= What to produce =
All of these records need to be duplicated exactly.

= Source records =
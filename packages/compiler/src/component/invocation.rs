//! Component Invocation Compiler
//!
//! Compiles one `<:Component>` tag into statements that build a property
//! map, attach the inner markup as `children` and render the component into
//! the page buffer.

use indexmap::IndexMap;

use crate::component::property::normalize_property;
use crate::component::value_assembler::assemble_property;
use crate::error::{CompileError, Result};
use crate::output::abstract_emitter;
use crate::output::output_ast::{retarget_all, Statement, Target};
use crate::production::{ChildrenProduction, TagProduction};
use crate::util::strip_quotes;

pub const CHILDREN_PROPERTY: &str = "children";

/// Generated code for one tag occurrence.
#[derive(Debug, Clone, PartialEq)]
pub struct CompiledInvocation {
    pub component: String,
    pub statements: Vec<Statement>,
}

impl CompiledInvocation {
    pub fn to_source(&self) -> String {
        abstract_emitter::to_source(&self.statements)
    }

    pub fn into_statements(self) -> Vec<Statement> {
        self.statements
    }
}

pub fn compile_component(tag: &TagProduction) -> Result<CompiledInvocation> {
    let component = tag.name.as_str();

    // A repeated attribute keeps its first position and its last value.
    let mut properties: IndexMap<String, Vec<Statement>> = IndexMap::new();
    for attribute in &tag.attributes {
        let property = strip_quotes(&attribute.name);
        let appends = assemble_property(component, property, attribute)?;
        properties.insert(property.to_string(), normalize_property(property, appends));
    }

    if let Some(children) = tag.children.as_ref().filter(|c| !c.is_empty()) {
        if properties.contains_key(CHILDREN_PROPERTY) {
            return Err(CompileError::ChildrenCollision {
                component: component.to_string(),
                line: tag.line,
            });
        }
        properties.insert(CHILDREN_PROPERTY.to_string(), compile_children(children));
    }

    let mut statements = vec![Statement::BeginProps];
    for (_, property_statements) in properties {
        statements.extend(property_statements);
    }
    statements.push(Statement::RenderComponent {
        name: component.to_string(),
        target: Target::Page,
    });

    Ok(CompiledInvocation {
        component: component.to_string(),
        statements,
    })
}

fn compile_children(children: &ChildrenProduction) -> Vec<Statement> {
    let mut body = children.statements.clone();
    retarget_all(&mut body, &Target::Children);

    let mut statements = Vec::with_capacity(body.len() + 2);
    statements.push(Statement::InitChildren);
    statements.extend(body);
    statements.push(Statement::SealChildren);
    statements
}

= Finished exercise =
filename packages/compiler/src/component/invocation.rs
//! Component Invocation Compiler
//!
//! Compiles one `<:Component>` tag into statements that build a property
//! map, attach the inner markup as `children` and render the component into
//! the page buffer.

use indexmap::IndexMap;

use crate::component::property::normalize_property;
use crate::component::value_assembler::assemble_property;
use crate::error::{CompileError, Result};
use crate::output::abstract_emitter;
use crate::output::output_ast::{retarget_all, Statement, Target};
use crate::production::{ChildrenProduction, TagProduction};
use crate::util::strip_quotes;

pub const CHILDREN_PROPERTY: &str = "children";

/// Generated code for one tag occurrence.
#[derive(Debug, Clone, PartialEq)]
pub struct CompiledInvocation {
    pub component: String,
    pub statements: Vec<Statement>,
}

impl CompiledInvocation {
    pub fn to_source(&self) -> String {
        abstract_emitter::to_source(&self.statements)
    }

    pub fn into_statements(self) -> Vec<Statement> {
        self.statements
    }
}

pub fn compile_component(tag: &TagProduction) -> Result<CompiledInvocation> {
    let component = tag.name.as_str();

    // A repeated attribute keeps its first position and its last value.
    let mut properties: IndexMap<String, Vec<Statement>> = IndexMap::new();
    for attribute in &tag.attributes {
        let property = strip_quotes(&attribute.name);
        let appends = assemble_property(component, property, attribute)?;
        properties.insert(property.to_string(), normalize_property(property, appends));
    }

    if let Some(children) = tag.children.as_ref().filter(|c| !c.is_empty()) {
        if properties.contains_key(CHILDREN_PROPERTY) {
            return Err(CompileError::ChildrenCollision {
                component: component.to_string(),
                line: tag.line,
            });
        }
        properties.insert(CHILDREN_PROPERTY.to_string(), compile_children(children));
    }

    let mut statements = vec![Statement::BeginProps];
    for (_, property_statements) in properties {
        statements.extend(property_statements);
    }
    statements.push(Statement::RenderComponent {
        name: component.to_string(),
        target: Target::Page,
    });

    Ok(CompiledInvocation {
        component: component.to_string(),
        statements,
    })
}

fn compile_children(children: &ChildrenProduction) -> Vec<Statement> {
    let mut body = children.statements.clone();
    retarget_all(&mut body, &Target::Children);

    let mut statements = Vec::with_capacity(body.len() + 2);
    statements.push(Statement::InitChildren);
    statements.extend(body);
    statements.push(Statement::SealChildren);
    statements
}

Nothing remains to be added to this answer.